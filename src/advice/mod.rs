//! Best-effort financial advice from a generative-AI endpoint.
//!
//! The engine state never changes here: the advisor works from an
//! immutable snapshot, makes a single attempt, and every failure collapses
//! into [`FALLBACK_ADVICE`].

pub mod client;

pub use client::{AdviceError, GeminiClient};

use crate::domain::AppState;

/// Advice shown when the endpoint cannot be reached for any reason.
pub const FALLBACK_ADVICE: &str =
    "Không thể kết nối với chuyên gia AI lúc này. Hãy kiểm tra lại ngân sách của bạn!";

/// Immutable snapshot of the figures the advisor prompt is built from.
#[derive(Debug, Clone, PartialEq)]
pub struct AdviceSnapshot {
    pub income: f64,
    /// Sum of ALL recorded transaction amounts, income and expense alike.
    /// The prompt presents this figure as actual spending, a long-standing
    /// quirk kept deliberately (see DESIGN.md).
    pub total_recorded: f64,
    /// Envelope name and percentage pairs, in display order.
    pub categories: Vec<(String, f64)>,
    pub transaction_count: usize,
    /// Account name and balance pairs, in display order.
    pub accounts: Vec<(String, f64)>,
}

impl AdviceSnapshot {
    pub fn capture(state: &AppState) -> Self {
        Self {
            income: state.income,
            total_recorded: state.transactions.iter().map(|txn| txn.amount).sum(),
            categories: state
                .categories
                .iter()
                .map(|category| (category.name.clone(), category.percentage))
                .collect(),
            transaction_count: state.transaction_count(),
            accounts: state
                .accounts
                .iter()
                .map(|account| (account.name.clone(), account.balance))
                .collect(),
        }
    }
}

/// Builds the Vietnamese advisor prompt for a snapshot.
pub fn build_prompt(snapshot: &AdviceSnapshot) -> String {
    let categories = snapshot
        .categories
        .iter()
        .map(|(name, percentage)| format!("{} ({}%)", name, fmt_number(*percentage)))
        .collect::<Vec<_>>()
        .join(", ");
    let accounts = snapshot
        .accounts
        .iter()
        .map(|(name, balance)| format!("{}: {} VND", name, fmt_number(*balance)))
        .collect::<Vec<_>>()
        .join(", ");

    format!(
        "Bạn là một chuyên gia tư vấn tài chính cá nhân. Dựa trên dữ liệu sau, \
         hãy đưa ra 3 lời khuyên ngắn gọn và thông minh bằng tiếng Việt:\n\
         - Thu nhập tháng: {income} VND\n\
         - Tổng chi tiêu thực tế: {total} VND\n\
         - Các hạng mục ngân sách: {categories}\n\
         - Số lượng giao dịch: {count}\n\
         - Danh sách tài khoản: {accounts}\n\
         \n\
         Yêu cầu:\n\
         1. Phân tích xem chi tiêu có vượt quá hạn mức \"Chi tiêu\" không.\n\
         2. Đề xuất cách tối ưu hóa dựa trên các quy tắc tài chính phổ biến.\n\
         3. Giọng văn chuyên nghiệp, khích lệ.\n\
         Phản hồi dưới định dạng Markdown.",
        income = fmt_number(snapshot.income),
        total = fmt_number(snapshot.total_recorded),
        categories = categories,
        count = snapshot.transaction_count,
        accounts = accounts,
    )
}

/// Makes one best-effort advice request. Never fails: any error is logged
/// and absorbed into the fallback string.
pub fn fetch_advice(client: &GeminiClient, snapshot: &AdviceSnapshot) -> String {
    match client.generate(&build_prompt(snapshot)) {
        Ok(text) if !text.trim().is_empty() => text,
        Ok(_) => {
            tracing::warn!("advice endpoint returned an empty answer");
            FALLBACK_ADVICE.into()
        }
        Err(err) => {
            tracing::warn!("advice request failed: {err}");
            FALLBACK_ADVICE.into()
        }
    }
}

/// Renders an amount the way the prompt always has: integral values
/// without a decimal point, everything else with its natural precision.
fn fmt_number(value: f64) -> String {
    if value.fract() == 0.0 && value.abs() < i64::MAX as f64 {
        format!("{}", value as i64)
    } else {
        format!("{}", value)
    }
}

---------------

◆ Your objective ◆
Show, from the records above, every line that includes "accounts".

◆ Response below ◆
    pub accounts: Vec<(String, f64)>,
            accounts: state
                .accounts
    let accounts = snapshot
        .accounts
         - Danh sách tài khoản: {accounts}\n\
        accounts = accounts,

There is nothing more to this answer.